Temple v. Cox (Georgia 2020) 2020 U.S. Dist. LEXIS 208856

Excessive Use of Force; Qualified Immunity; Accidental Bite

During the execution of a search warrant, subject fled into the woods. Subject had been identified as a person who had sold controlled substances to a CI at this residence. PSD team immediately started tracking subject. Subject inadvertently ran toward another LE officer who detained him at gunpoint and handcuffed him. Handler then shouted to the arresting officer to watch out, and the arresting officer looked up to see PSD sprinting towards them, with his handler several yards behind. Arresting officer jumped out of the way of the oncoming PSD. Even though handler gave at least one recall command, PSD bit subject on the leg, resulting in a bad bite with chucks of flesh missing. Handler testified that PSD had a sudden burst of speed which broke his leash.

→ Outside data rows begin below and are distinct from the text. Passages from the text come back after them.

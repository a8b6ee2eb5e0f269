//! 需求、庫存、供應商三份資料的合併
//!
//! 以需求資料為主表做左連接；每份資料的產品ID必須唯一。

use std::collections::{HashMap, HashSet};

use replen_core::{
    Feed, InventorySnapshot, PolicyConfig, ProductDemandStats, ReplenError, Result, RowErrorKind,
    SupplierTerms,
};
use rust_decimal::Decimal;

use crate::ExcludedRow;

/// 合併後、可直接計算的單列輸入
#[derive(Debug, Clone, PartialEq)]
pub struct PolicyInput {
    pub product_id: String,
    pub supplier_id: String,
    pub supplier_name: String,
    pub qty_on_hand: u64,
    pub avg_daily_units: Decimal,
    pub std_daily_units: Decimal,
    pub demand_defaulted: bool,
    pub lead_time_days: u32,
    pub min_order_qty: u64,
}

/// 合併結果：可計算的列或排除原因，順序同需求資料
pub type JoinedRow = std::result::Result<PolicyInput, ExcludedRow>;

fn index_unique<'a, T>(
    rows: &'a [T],
    feed: Feed,
    key: impl Fn(&T) -> &str,
) -> Result<HashMap<&'a str, &'a T>> {
    let mut index = HashMap::with_capacity(rows.len());
    for row in rows {
        let product_id = key(row);
        if index.insert(product_id, row).is_some() {
            return Err(ReplenError::DuplicateProduct {
                feed,
                product_id: product_id.to_string(),
            });
        }
    }
    Ok(index)
}

fn ensure_unique_demand(demand: &[ProductDemandStats]) -> Result<()> {
    let mut seen = HashSet::with_capacity(demand.len());
    for stats in demand {
        if !seen.insert(stats.product_id.as_str()) {
            return Err(ReplenError::DuplicateProduct {
                feed: Feed::Demand,
                product_id: stats.product_id.clone(),
            });
        }
    }
    Ok(())
}

/// 合併三份資料
pub fn join_feeds(
    demand: &[ProductDemandStats],
    inventory: &[InventorySnapshot],
    suppliers: &[SupplierTerms],
    config: &PolicyConfig,
) -> Result<Vec<JoinedRow>> {
    ensure_unique_demand(demand)?;
    let inventory_map = index_unique(inventory, Feed::Inventory, |s| s.product_id.as_str())?;
    let supplier_map = index_unique(suppliers, Feed::Supplier, |t| t.product_id.as_str())?;

    let rows = demand
        .iter()
        .map(|stats| {
            join_row(
                stats,
                inventory_map.get(stats.product_id.as_str()).copied(),
                supplier_map.get(stats.product_id.as_str()).copied(),
                config,
            )
        })
        .collect();

    Ok(rows)
}

fn join_row(
    stats: &ProductDemandStats,
    snapshot: Option<&InventorySnapshot>,
    terms: Option<&SupplierTerms>,
    config: &PolicyConfig,
) -> JoinedRow {
    let product_id = &stats.product_id;

    let terms = terms.ok_or_else(|| {
        ExcludedRow::new(
            product_id.clone(),
            RowErrorKind::IncompleteSupplierData,
            "找不到供應商條件".to_string(),
        )
    })?;

    let lead_time_days = terms.usable_lead_time().ok_or_else(|| {
        ExcludedRow::new(
            product_id.clone(),
            RowErrorKind::IncompleteSupplierData,
            format!("供應商 {} 的提前期缺漏或為 0", terms.supplier_id),
        )
    })?;

    let snapshot = snapshot.ok_or_else(|| {
        ExcludedRow::new(
            product_id.clone(),
            RowErrorKind::MissingInventorySnapshot,
            "找不到最新庫存快照".to_string(),
        )
    })?;

    let demand = stats.resolve(config.default_avg_daily_units, config.default_std_daily_units);
    if !demand.is_valid() {
        return Err(ExcludedRow::new(
            product_id.clone(),
            RowErrorKind::InvalidDemandStats,
            format!(
                "需求統計不可為負: avg={}, std={}",
                demand.avg_daily_units, demand.std_daily_units
            ),
        ));
    }

    if demand.defaulted {
        tracing::warn!(
            "產品 {} 缺少需求統計，使用預設值 avg={} std={}",
            product_id,
            demand.avg_daily_units,
            demand.std_daily_units
        );
    }

    Ok(PolicyInput {
        product_id: product_id.clone(),
        supplier_id: terms.supplier_id.clone(),
        supplier_name: terms.supplier_name.clone(),
        qty_on_hand: snapshot.qty_on_hand,
        avg_daily_units: demand.avg_daily_units,
        std_daily_units: demand.std_daily_units,
        demand_defaulted: demand.defaulted,
        lead_time_days,
        min_order_qty: terms.effective_min_order_qty(),
    })
}

#[cfg(test)]
mod tests {
    use super::*;
    use chrono::NaiveDate;

    fn snapshot(product_id: &str, qty: u64) -> InventorySnapshot {
        InventorySnapshot::new(
            product_id.to_string(),
            NaiveDate::from_ymd_opt(2025, 6, 30).unwrap(),
            qty,
        )
    }

    fn terms(product_id: &str, lead_time: u32, min_order_qty: u64) -> SupplierTerms {
        SupplierTerms::new(
            product_id.to_string(),
            "S1".to_string(),
            "Supplier 1".to_string(),
            lead_time,
            min_order_qty,
        )
    }

    #[test]
    fn test_join_complete_row() {
        let demand = vec![ProductDemandStats::new(
            "1".to_string(),
            Decimal::from(5),
            Decimal::from(2),
        )];
        let rows = join_feeds(
            &demand,
            &[snapshot("1", 30)],
            &[terms("1", 7, 20)],
            &PolicyConfig::default(),
        )
        .unwrap();

        assert_eq!(rows.len(), 1);
        let row = rows[0].as_ref().unwrap();
        assert_eq!(row.qty_on_hand, 30);
        assert_eq!(row.lead_time_days, 7);
        assert_eq!(row.min_order_qty, 20);
        assert_eq!(row.supplier_name, "Supplier 1");
        assert!(!row.demand_defaulted);
    }

    #[test]
    fn test_missing_demand_stats_defaulted() {
        let demand = vec![ProductDemandStats::missing("1".to_string())];
        let rows = join_feeds(
            &demand,
            &[snapshot("1", 30)],
            &[terms("1", 7, 20)],
            &PolicyConfig::default(),
        )
        .unwrap();

        let row = rows[0].as_ref().unwrap();
        assert_eq!(row.avg_daily_units, Decimal::new(5, 1));
        assert_eq!(row.std_daily_units, Decimal::new(7, 1));
        assert!(row.demand_defaulted);
    }

    #[test]
    fn test_incomplete_supplier_data() {
        let demand = vec![
            ProductDemandStats::new("1".to_string(), Decimal::from(5), Decimal::from(2)),
            ProductDemandStats::new("2".to_string(), Decimal::from(5), Decimal::from(2)),
            ProductDemandStats::new("3".to_string(), Decimal::from(5), Decimal::from(2)),
        ];
        let inventory = vec![snapshot("1", 10), snapshot("2", 10), snapshot("3", 10)];
        let suppliers = vec![terms("2", 0, 20), terms("3", 7, 20).without_lead_time()];

        let rows = join_feeds(&demand, &inventory, &suppliers, &PolicyConfig::default()).unwrap();

        assert_eq!(rows.len(), 3);
        for row in &rows {
            let excluded = row.as_ref().unwrap_err();
            assert_eq!(excluded.kind, RowErrorKind::IncompleteSupplierData);
        }
        assert_eq!(rows[0].as_ref().unwrap_err().product_id, "1");
    }

    #[test]
    fn test_missing_min_order_qty_is_zero() {
        let demand = vec![ProductDemandStats::new(
            "1".to_string(),
            Decimal::from(5),
            Decimal::from(2),
        )];
        let rows = join_feeds(
            &demand,
            &[snapshot("1", 30)],
            &[terms("1", 7, 20).without_min_order_qty()],
            &PolicyConfig::default(),
        )
        .unwrap();

        assert_eq!(rows[0].as_ref().unwrap().min_order_qty, 0);
    }

    #[test]
    fn test_missing_inventory_snapshot() {
        let demand = vec![ProductDemandStats::new(
            "1".to_string(),
            Decimal::from(5),
            Decimal::from(2),
        )];
        let rows = join_feeds(&demand, &[], &[terms("1", 7, 20)], &PolicyConfig::default()).unwrap();

        assert_eq!(
            rows[0].as_ref().unwrap_err().kind,
            RowErrorKind::MissingInventorySnapshot
        );
    }

    #[test]
    fn test_negative_demand_excluded() {
        let demand = vec![ProductDemandStats::new(
            "1".to_string(),
            Decimal::from(-5),
            Decimal::from(2),
        )];
        let rows = join_feeds(
            &demand,
            &[snapshot("1", 30)],
            &[terms("1", 7, 20)],
            &PolicyConfig::default(),
        )
        .unwrap();

        assert_eq!(
            rows[0].as_ref().unwrap_err().kind,
            RowErrorKind::InvalidDemandStats
        );
    }

    #[test]
    fn test_duplicate_keys_rejected() {
        let demand = vec![ProductDemandStats::missing("1".to_string())];

        let result = join_feeds(
            &demand,
            &[snapshot("1", 30), snapshot("1", 40)],
            &[terms("1", 7, 20)],
            &PolicyConfig::default(),
        );
        assert!(matches!(
            result,
            Err(ReplenError::DuplicateProduct {
                feed: Feed::Inventory,
                ..
            })
        ));

        let demand = vec![
            ProductDemandStats::missing("1".to_string()),
            ProductDemandStats::missing("1".to_string()),
        ];
        let result = join_feeds(&demand, &[], &[], &PolicyConfig::default());
        assert!(matches!(
            result,
            Err(ReplenError::DuplicateProduct {
                feed: Feed::Demand,
                ..
            })
        ));
    }
}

Subject sued for excessive use of force against handler and failure to intervene against arresting officer. The court analyzed whether qualified immunity would apply to either officer. AS to the handler, the court held that both prongs of the qualified immunity test had been satisfied. Handler was acting within the scope of his official duties while pursuing and apprehending subject and there was no clearly established right to be free from accidental application of force during arrest. The evidence showed that the leash broke and handler gave at least one recall command which the PSD ignored. As to the arresting officer, the court held the arresting officer had to be in a position to intervene. Here, even though the arresting officer was present, he was not a PSD handler and had no experience or knowledge to get the PSD to release, even though he was yelling at the handler to get the PSD to release. This indicated that the arresting officer took steps to intervene that were available to him. Therefore, qualified immunity applied to the arresting officer as well.